One key element of the style — or spirit — of MI is evocation. Practitioners of MI attempt to convey an understanding that motivation for change, and the ability to move toward that change, reside mostly within the other person. Practitioners focus their efforts on eliciting and expanding that motivation within the interaction.

Practitioners who are less successful at evocation tend to:

  • rely on fact gathering or information‐giving as a means of facilitating change
  • are likely to provide the person with reasons to change, rather than eliciting them

Practitioners who are more successful at evocation tend to:

  • follow up on person’s ideas when the person offers them
  • actively seek to explore person’s ideas when not offered
  • not rely heavily on information or education as a means of persuading people to change
  • actively create opportunities for the person’s own arguments for change to occur

One of the simplest ways of creating these opportunities is to simply ask for them:

“So tell me, what are some of the reasons you might consider doing something different to treat your symptoms of depression?”

In the next issue of the WIPHL Word, I’ll share more strategies for creating these opportunities in your conversations with patients.

Patient Story: Catch Fish, Not Buzz

By Jonathan Zarov —

A Wisconsin healthcare setting began delivering services this year with the help of WIPHL’s Agency for Healthcare Research and Quality (AHRQ) grant. One of their health educators tells this story…  (Some details have been changed to protect patient confidentiality.)

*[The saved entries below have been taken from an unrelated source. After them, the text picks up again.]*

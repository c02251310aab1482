use crate::error::{Error, Result};
use crypto::digest::Digest;
use crypto::sha1::Sha1;
use rustc_serialize::hex::{FromHex, ToHex};
use std::fmt;

/// Length of a hash's hex representation.
pub const HEX_LEN: usize = 40;

/// Type Hash represents the key under which content is stored: the SHA-1 digest of the exact
/// bytes of an object.
#[derive(PartialEq, Eq, PartialOrd, Ord, Hash, Clone)]
pub struct Hash(Vec<u8>);

impl Hash {
    /// Create a new hash, given a hex representation.
    pub fn from_hex(hex: &str) -> Result<Hash> {
        if hex.len() != HEX_LEN {
            return Err(Error::InvalidHash(hex.to_string()));
        }
        match hex.from_hex() {
            Ok(bytes) => Ok(Hash(bytes)),
            Err(_) => Err(Error::InvalidHash(hex.to_string())),
        }
    }

    /// Create a new hash for the given content
    pub fn for_bytes(bytes: &[u8]) -> Hash {
        let mut sha = Sha1::new();
        sha.input(bytes);
        let mut hash = Hash(vec![0; sha.output_bytes()]);
        sha.result(&mut hash.0);
        hash
    }

    /// Get the hex representation of this hash.
    pub fn to_hex(&self) -> String {
        self.0.to_hex()
    }

    /// Is `s` shaped like a hex hash?  Used when parsing text formats that embed hashes.
    pub fn is_hex(s: &str) -> bool {
        s.len() == HEX_LEN && s.bytes().all(|b| b.is_ascii_hexdigit())
    }
}

impl fmt::Debug for Hash {
    fn fmt(&self, f: &mut fmt::Formatter) -> fmt::Result {
        write!(f, "{}", self.to_hex())
    }
}

impl fmt::Display for Hash {
    fn fmt(&self, f: &mut fmt::Formatter) -> fmt::Result {
        write!(f, "{}", self.to_hex())
    }
}
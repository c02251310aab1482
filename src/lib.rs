//! `gotit` is a small version-control engine modeled on Git's object model.
//!
//! Files are staged into an index, snapshotted into nested tree objects, and chained into
//! commits through parent links.  A file that changes between commits may be stored as a delta
//! against its previous version rather than in full; reading it back walks the commit history
//! until a full copy is found and replays the deltas on top of it.
//!
//! # Examples
//!
//! ```
//! use gotit::config::{Config, IdentityOverrides};
//! use gotit::repo::Repository;
//!
//! let dir = tempfile::tempdir().unwrap();
//! let repo = Repository::init(dir.path(), Config::default()).unwrap();
//!
//! std::fs::write(dir.path().join("a.txt"), "hello").unwrap();
//! repo.add(&["a.txt"]).unwrap();
//! repo.commit("first", &IdentityOverrides::new()).unwrap();
//!
//! std::fs::write(dir.path().join("a.txt"), "hello world").unwrap();
//! repo.add(&["a.txt"]).unwrap();
//! repo.commit("second", &IdentityOverrides::new()).unwrap();
//!
//! assert_eq!(repo.show("a.txt", None).unwrap(), b"hello world".to_vec());
//! assert_eq!(repo.log().unwrap().len(), 2);
//! ```

pub mod cas;
pub mod config;
pub mod delta;
pub mod error;
pub mod fs;
pub mod lock;
pub mod repo;
pub mod stage;
pub mod util;

pub use crate::error::{Error, Result};
pub use crate::repo::{CommitRecord, Repository, StageReport};
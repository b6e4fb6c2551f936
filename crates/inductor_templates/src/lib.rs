//! # inductor_templates
//!
//! Template discovery, composition and rendering for Inductor.
//!
//! A working directory holds root templates (`*.tpl`) and partial templates
//! (`*.ptpl`). Each partial is attached to the root whose name it extends
//! (`Autounattend.xml.disks.ptpl` belongs to `Autounattend.xml.tpl`) and is
//! wrapped in a `define` block named after the remaining suffix (`disks`).
//! Partials inside a directory named after the target OS replace the shared
//! partial of the same name. Rendered output is written under the root's
//! name without the `.tpl` extension.
//!
//! ## Example
//!
//! ```rust,no_run
//! use inductor_templates::{RenderOptions, Renderer, StaticCopier, TemplateDiscovery};
//! use std::path::Path;
//!
//! let options = RenderOptions::default();
//! let templates = TemplateDiscovery::new()
//!     .discover(Path::new("."), &options.os_name)
//!     .unwrap()
//!     .with_builtin_defaults();
//!
//! Renderer::new(options, "out").render(&templates).unwrap();
//! StaticCopier::new().copy(Path::new("."), Path::new("out")).unwrap();
//! ```

pub mod copier;
pub mod defaults;
pub mod discovery;
pub mod engine;
pub mod error;
pub mod funcs;
pub mod key;
pub mod lister;
pub mod options;
pub mod renderer;
pub mod template;

pub use copier::StaticCopier;
pub use discovery::{TemplateDiscovery, TemplateSet};
pub use engine::{FuncMap, Template};
pub use error::{TemplateError, TemplateResult};
pub use funcs::{safe_computer_name, template_funcs};
pub use key::{partial_template_key, template_key, PARTIAL_TEMPLATE_EXT, ROOT_TEMPLATE_EXT};
pub use lister::{DirectoryLister, FsLister};
pub use options::{RenderOptions, RenderOverrides};
pub use renderer::{render_to_string, Renderer};
pub use template::{BuiltinTemplate, PartialTemplate, RootTemplate, Templater};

The patient indicated he had consumed 5 or more drinks in a day on multiple occasions over the course of the past year on the Healthy Lifestyles Questionnaire.  I was alerted to this screening result and met with the patient.

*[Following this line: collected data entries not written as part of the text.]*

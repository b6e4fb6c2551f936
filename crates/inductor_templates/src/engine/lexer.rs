//! Splits template text into literal text and tokenized actions.
//!
//! Text, comments and trim markers are scanned here; the inside of each
//! action is tokenized by [`Lexeme`].

use logos::Logos;

use super::SyntaxError;

const LEFT_DELIM: &str = "{{";
const RIGHT_DELIM: &str = "}}";
const LEFT_COMMENT: &str = "/*";
const RIGHT_COMMENT: &str = "*/";

/// Whitespace that may surround a trim marker.
const TRIM_SPACE: [char; 4] = [' ', '\t', '\r', '\n'];

#[derive(Debug, Clone, PartialEq)]
pub(crate) enum Token {
    /// `.`
    Dot,
    /// `.Field.Sub`
    Field(Vec<String>),
    /// Keyword or function name.
    Ident(String),
    Str(String),
    Int(i64),
    Bool(bool),
    LeftParen,
    RightParen,
    Pipe,
}

#[derive(Debug, Clone, PartialEq)]
pub(crate) enum Item {
    Text(String),
    Action { tokens: Vec<Token>, line: usize },
}

/// Raw tokens of an action body, up to and including the closing delimiter.
#[derive(Logos, Debug, Clone, PartialEq)]
#[logos(skip r"[ \t\r\n]+")]
enum Lexeme {
    #[token("}}")]
    RightDelim,
    #[token("-}}")]
    RightTrimDelim,
    #[token("(")]
    LeftParen,
    #[token(")")]
    RightParen,
    #[token("|")]
    Pipe,
    #[token(".")]
    Dot,

    #[regex(r"(\.[a-zA-Z_][a-zA-Z0-9_]*)+", field_names)]
    Field(Vec<String>),
    #[regex(r"(\.[a-zA-Z_][a-zA-Z0-9_]*)+\.")]
    BadField,

    #[token("true", |_| true)]
    #[token("false", |_| false)]
    Bool(bool),

    #[regex(r"[a-zA-Z_][a-zA-Z0-9_]*", |lex| lex.slice().to_string(), priority = 1)]
    Ident(String),

    #[regex(r#""([^"\\\n]|\\.)*""#, unquote)]
    #[regex(r"`[^`]*`", |lex| {
        let s = lex.slice();
        s[1..s.len() - 1].to_string()
    })]
    Str(String),

    #[regex(r"[-+]?[0-9]+", |lex| lex.slice().parse::<i64>().ok())]
    Int(i64),
    #[regex(r"[-+]?[0-9]+[a-zA-Z_.][a-zA-Z0-9_.]*")]
    BadNumber,

    #[regex(r"\$[a-zA-Z0-9_]*")]
    Variable,
}

fn field_names(lex: &mut logos::Lexer<Lexeme>) -> Vec<String> {
    lex.slice()[1..].split('.').map(str::to_string).collect()
}

/// Resolve escapes in a double-quoted string; an unknown escape fails the token.
fn unquote(lex: &mut logos::Lexer<Lexeme>) -> Option<String> {
    let s = lex.slice();
    let mut value = String::with_capacity(s.len());
    let mut chars = s[1..s.len() - 1].chars();
    while let Some(c) = chars.next() {
        if c != '\\' {
            value.push(c);
            continue;
        }
        value.push(match chars.next()? {
            'n' => '\n',
            't' => '\t',
            'r' => '\r',
            '\\' => '\\',
            '"' => '"',
            '\'' => '\'',
            _ => return None,
        });
    }
    Some(value)
}

/// Lex `input` into items. Comments are dropped and trim markers
/// (`{{- ` and ` -}}`) are applied to the neighbouring text.
pub(crate) fn lex(input: &str) -> Result<Vec<Item>, SyntaxError> {
    let mut lexer = Lexer {
        input,
        pos: 0,
        line: 1,
        items: Vec::new(),
    };
    lexer.run()?;
    Ok(lexer.items)
}

struct Lexer<'a> {
    input: &'a str,
    pos: usize,
    line: usize,
    items: Vec<Item>,
}

impl<'a> Lexer<'a> {
    fn run(&mut self) -> Result<(), SyntaxError> {
        let input = self.input;
        let mut trim_next = false;

        loop {
            let rest = &input[self.pos..];
            let Some(open) = rest.find(LEFT_DELIM) else {
                self.push_text(rest, trim_next, false);
                return Ok(());
            };

            let after = &rest[open + LEFT_DELIM.len()..];
            let left_trim = has_left_trim(after);
            self.push_text(&rest[..open], trim_next, left_trim);
            self.line += count_lines(&rest[..open]);

            self.pos += open + LEFT_DELIM.len();
            if left_trim {
                // dash plus one ASCII space
                self.line += count_lines(&after[..2]);
                self.pos += 2;
            }

            trim_next = if input[self.pos..].starts_with(LEFT_COMMENT) {
                self.comment()?
            } else {
                self.action()?
            };
        }
    }

    fn push_text(&mut self, text: &str, trim_start: bool, trim_end: bool) {
        let mut text = text;
        if trim_start {
            text = text.trim_start();
        }
        if trim_end {
            text = text.trim_end();
        }
        if !text.is_empty() {
            self.items.push(Item::Text(text.to_string()));
        }
    }

    fn error(&self, message: impl Into<String>) -> SyntaxError {
        SyntaxError {
            line: self.line,
            message: message.into(),
        }
    }

    /// Error positioned after `consumed`, the part of the action read so far.
    fn error_after(&self, consumed: &str, message: impl Into<String>) -> SyntaxError {
        SyntaxError {
            line: self.line + count_lines(consumed),
            message: message.into(),
        }
    }

    /// Skip a `/* ... */` comment and its closing delimiter.
    fn comment(&mut self) -> Result<bool, SyntaxError> {
        let rest = &self.input[self.pos..];
        let end = rest
            .find(RIGHT_COMMENT)
            .ok_or_else(|| self.error("unclosed comment"))?;
        self.line += count_lines(&rest[..end]);
        self.pos += end + RIGHT_COMMENT.len();

        let (len, right_trim) = close_delim(&self.input[self.pos..])
            .ok_or_else(|| self.error("comment ends before closing delimiter"))?;
        self.pos += len;
        Ok(right_trim)
    }

    /// Tokenize one action up to and including its closing delimiter.
    fn action(&mut self) -> Result<bool, SyntaxError> {
        let input = self.input;
        let rest = &input[self.pos..];
        let line = self.line;
        let mut tokens = Vec::new();

        for (lexeme, span) in Lexeme::lexer(rest).spanned() {
            let token = match lexeme {
                Ok(Lexeme::RightDelim) => {
                    self.close_action(&rest[..span.end], tokens, line);
                    return Ok(false);
                }
                Ok(Lexeme::RightTrimDelim) => {
                    if !rest[..span.start].ends_with(TRIM_SPACE) {
                        return Err(self.error_after(&rest[..span.start], "missing space before -}}"));
                    }
                    self.close_action(&rest[..span.end], tokens, line);
                    return Ok(true);
                }
                Ok(Lexeme::LeftParen) => Token::LeftParen,
                Ok(Lexeme::RightParen) => Token::RightParen,
                Ok(Lexeme::Pipe) => Token::Pipe,
                Ok(Lexeme::Dot) => Token::Dot,
                Ok(Lexeme::Field(names)) => Token::Field(names),
                Ok(Lexeme::Bool(b)) => Token::Bool(b),
                Ok(Lexeme::Ident(name)) => Token::Ident(name),
                Ok(Lexeme::Str(s)) => Token::Str(s),
                Ok(Lexeme::Int(i)) => Token::Int(i),
                Ok(Lexeme::BadField) => {
                    return Err(self.error_after(&rest[..span.start], "bad field syntax"))
                }
                Ok(Lexeme::BadNumber) => {
                    return Err(self.error_after(
                        &rest[..span.start],
                        format!("bad number syntax: {:?}", &rest[span]),
                    ))
                }
                Ok(Lexeme::Variable) => {
                    return Err(self.error_after(&rest[..span.start], "variables are not supported"))
                }
                Err(()) => {
                    return Err(self.error_after(
                        &rest[..span.start],
                        format!("unexpected {:?} in action", &rest[span]),
                    ))
                }
            };
            tokens.push(token);
        }

        Err(self.error("unclosed action"))
    }

    fn close_action(&mut self, consumed: &str, tokens: Vec<Token>, line: usize) {
        self.line += count_lines(consumed);
        self.pos += consumed.len();
        self.items.push(Item::Action { tokens, line });
    }
}

/// A left trim marker is a dash followed by ASCII whitespace: `{{- `.
fn has_left_trim(after_delim: &str) -> bool {
    let mut chars = after_delim.chars();
    chars.next() == Some('-') && chars.next().is_some_and(|c| TRIM_SPACE.contains(&c))
}

/// Length of the closing delimiter at the start of `s` (including a ` -`
/// trim marker and the whitespace before it) and whether it trims.
fn close_delim(s: &str) -> Option<(usize, bool)> {
    if s.starts_with(RIGHT_DELIM) {
        return Some((RIGHT_DELIM.len(), false));
    }
    let trimmed = s.trim_start_matches(TRIM_SPACE);
    let ws = s.len() - trimmed.len();
    if ws > 0 && trimmed.starts_with("-}}") {
        return Some((ws + 3, true));
    }
    None
}

fn count_lines(s: &str) -> usize {
    s.matches('\n').count()
}
//! Root, partial and built-in templates.

use std::collections::BTreeSet;
use std::fs;
use std::path::{Path, PathBuf};

use crate::error::{TemplateError, TemplateResult};

/// Something that can be located, named and rendered.
pub trait Templater {
    /// Full path of the template source.
    fn full_path(&self) -> &Path;

    /// File name without the template extension, e.g. `Autounattend.xml`.
    /// Rendered output is written under this name.
    fn base_filename(&self) -> String;

    /// Text to hand to the template engine.
    fn content(&self) -> TemplateResult<String>;
}

/// A partial template fragment (`.ptpl`).
#[derive(Debug, Clone, PartialEq, Eq)]
pub struct PartialTemplate {
    path: PathBuf,
}

impl PartialTemplate {
    pub fn new(path: impl Into<PathBuf>) -> Self {
        Self { path: path.into() }
    }

    pub fn path(&self) -> &Path {
        &self.path
    }
}

impl Templater for PartialTemplate {
    fn full_path(&self) -> &Path {
        &self.path
    }

    fn base_filename(&self) -> String {
        base_filename(&self.path)
    }

    fn content(&self) -> TemplateResult<String> {
        read_template(&self.path)
    }
}

/// A root template (`.tpl`) and the partial templates resolved for it.
#[derive(Debug, Clone, PartialEq, Eq)]
pub struct RootTemplate {
    key: String,
    path: PathBuf,
    partials: Vec<PartialTemplate>,
}

impl RootTemplate {
    pub fn new(key: impl Into<String>, path: impl Into<PathBuf>) -> Self {
        Self {
            key: key.into(),
            path: path.into(),
            partials: Vec::new(),
        }
    }

    /// Attach partials, kept sorted by path so composed output is stable.
    pub fn with_partials(mut self, mut partials: Vec<PartialTemplate>) -> Self {
        partials.sort_by(|a, b| a.path.cmp(&b.path));
        self.partials = partials;
        self
    }

    pub fn key(&self) -> &str {
        &self.key
    }

    pub fn path(&self) -> &Path {
        &self.path
    }

    pub fn partials(&self) -> &[PartialTemplate] {
        &self.partials
    }

    /// Find a resolved partial by its full path.
    pub fn find_partial(&self, path: &Path) -> Option<&PartialTemplate> {
        self.partials.iter().find(|p| p.path == path)
    }

    /// Name of the `define` block a partial is wrapped in.
    ///
    /// `Autounattend.xml.disks.ptpl` under `Autounattend.xml.tpl` becomes `disks`.
    pub fn block_name(&self, partial: &PartialTemplate) -> String {
        let root = self.base_filename();
        let name = partial.base_filename();
        let suffix = match name.get(..root.len()) {
            Some(prefix) if prefix.eq_ignore_ascii_case(&root) => &name[root.len()..],
            _ => name.as_str(),
        };
        suffix.chars().filter(|c| *c != '.').collect()
    }
}

impl Templater for RootTemplate {
    fn full_path(&self) -> &Path {
        &self.path
    }

    fn base_filename(&self) -> String {
        base_filename(&self.path)
    }

    /// Root content followed by one `define` block per partial.
    fn content(&self) -> TemplateResult<String> {
        let mut buffer = read_template(&self.path)?;
        let mut names = BTreeSet::new();

        for partial in &self.partials {
            let name = self.block_name(partial);
            if name.is_empty() {
                return Err(TemplateError::EmptyBlockName {
                    template: self.path.clone(),
                    partial: partial.path.clone(),
                });
            }
            if !names.insert(name.clone()) {
                return Err(TemplateError::DuplicateBlock {
                    template: self.path.clone(),
                    name,
                });
            }

            buffer.push_str(&format!("\n{{{{define \"{}\"}}}}\n", name));
            buffer.push_str(&partial.content()?);
            buffer.push_str("\n{{end}}");
        }

        Ok(buffer)
    }
}

/// A template compiled into the binary, used when the working directory
/// does not provide one.
#[derive(Debug, Clone, PartialEq, Eq)]
pub struct BuiltinTemplate {
    path: PathBuf,
    content: &'static str,
}

impl BuiltinTemplate {
    pub fn new(filename: &'static str, content: &'static str) -> Self {
        Self {
            path: PathBuf::from(filename),
            content,
        }
    }
}

impl Templater for BuiltinTemplate {
    fn full_path(&self) -> &Path {
        &self.path
    }

    fn base_filename(&self) -> String {
        self.path.to_string_lossy().into_owned()
    }

    fn content(&self) -> TemplateResult<String> {
        Ok(self.content.to_string())
    }
}

fn base_filename(path: &Path) -> String {
    path.file_stem()
        .map(|stem| stem.to_string_lossy().into_owned())
        .unwrap_or_default()
}

fn read_template(path: &Path) -> TemplateResult<String> {
    fs::read_to_string(path).map_err(|source| TemplateError::Read {
        path: path.to_path_buf(),
        source,
    })
}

Brief assessment and initial brief intervention:

The patient stated that he enjoyed drinking beer daily and tended to drink beer all day long when fishing on the weekends.  He typically goes fishing every weekend during the summer months. Upon brief assessment, this patient’s drinking fell into the category of harmful use.  He typically drank about 8 beers after work during the week and about 20 beers daily on weekends when fishing.

The patient expressed some desire to cut back on his alcohol use. He stated that he often felt tired. He has a young son and wants to be more active with him and his wife. I shared feedback and recommendations with him and discussed several strategies for cutting back. He agreed to try some of these out and to meet again for a follow-up visit.

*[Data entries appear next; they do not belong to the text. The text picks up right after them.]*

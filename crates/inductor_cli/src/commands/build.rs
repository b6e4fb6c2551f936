//! Build command - render and copy everything Packer needs for one OS.

use std::io::Write;
use std::path::PathBuf;

use anyhow::{Context, Result};
use thiserror::Error;
use tracing::info;

use inductor_config::InductorConfig;
use inductor_templates::{RenderOptions, Renderer, StaticCopier, TemplateDiscovery};

use super::Cli;

/// No operating system was given on the command line.
#[derive(Debug, Error)]
#[error("You must specify an operating system argument")]
pub struct MissingOsName;

pub fn execute(cli: Cli) -> Result<PathBuf> {
    let config = InductorConfig::from_file(&cli.config)
        .with_context(|| format!("Couldn't load the configuration file {:?}", cli.config))?;

    let Some(os_name) = cli.os_name.as_deref() else {
        print_available(&config, &mut std::io::stdout())?;
        return Err(MissingOsName.into());
    };

    let mut options = RenderOptions::from_config(&config, os_name, cli.edition.as_deref())?;
    options.apply(&cli.overrides());

    let current_dir = std::env::current_dir()?;
    let templates_dir = match &cli.templates_dir {
        Some(dir) => current_dir.join(dir),
        None => current_dir.clone(),
    };
    let out_dir = current_dir.join(
        cli.out_dir
            .clone()
            .unwrap_or_else(|| PathBuf::from(&config.settings.out_dir)),
    );

    info!(
        "Building {} ({}) from {:?}",
        options.os_name, options.communicator, templates_dir
    );

    let templates = TemplateDiscovery::new()
        .discover(&templates_dir, &options.os_name)
        .with_context(|| format!("Failed to discover templates in {:?}", templates_dir))?
        .with_builtin_defaults();

    Renderer::new(options, &out_dir)
        .render(&templates)
        .context("Failed to render templates")?;

    StaticCopier::new()
        .copy(&templates_dir, &out_dir)
        .with_context(|| format!("Failed to copy static files to {:?}", out_dir))?;

    Ok(out_dir)
}

fn print_available(config: &InductorConfig, out: &mut impl Write) -> std::io::Result<()> {
    writeln!(out, "Available Operating Systems:")?;
    writeln!(out)?;
    for name in config.list() {
        writeln!(out, "  {}", name)?;
    }
    writeln!(out)
}

#[cfg(test)]
mod tests {
    use super::*;

    #[test]
    fn test_print_available() {
        let config = InductorConfig::load(
            r#"{"config": {}, "operating_systems": {"windows10": {}, "nano": {}}}"#.as_bytes(),
        )
        .unwrap();
        let mut out = Vec::new();
        print_available(&config, &mut out).unwrap();
        assert_eq!(
            String::from_utf8(out).unwrap(),
            "Available Operating Systems:\n\n  nano\n  windows10\n\n"
        );
    }
}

One week later I saw the patient for a follow-up visit. He had tried non-alcoholic beer in place of regular beer over the weekend while fishing. His friends gave him a hard time, but he said it didn’t really bother him. He noticed an increase in his energy levels and was pleased with that.  He didn’t really enjoy the taste of the non-alcoholic beer as much as regular beer, but was going to try some other brands.

A few weeks later, I followed up further with the patient. He had not had any alcohol in the previous week.  Prior to that there had been a night when he drank “quite a few” beers following a stressful event.  He had a headache and a hangover the following day. This episode influenced his decision to take a break from drinking altogether. He shared that he had been feeling “better” and “wide awake” since he stopped drinking and had been busy doing yard work instead of drinking in the evening. He had also begun eating more regular meals and looking forward to waking up early on the weekends to go fishing. He expressed concern for the upcoming weekend. He told me a lot of his friends would be around for a big fishing tournament, people who he hadn’t seen since making changes to his alcohol status, and he would want to drink with them. After we talked things over, he created a plan for how he wanted to handle this situation.

In a subsequent followup after his fishing tournament weekend, the patient shared that he had drunk more than the  low-risk drinking guidelines on one of the days, but still drank less than he would have in previous years.  He was proud of his successful efforts to decrease his alcohol use.

Overall, he has seen positive effects to his health and wellness, increased productivity levels, and an improved relationship with his wife and son. He also now sees that he can have fun fishing with his friends even when he isn’t drinking.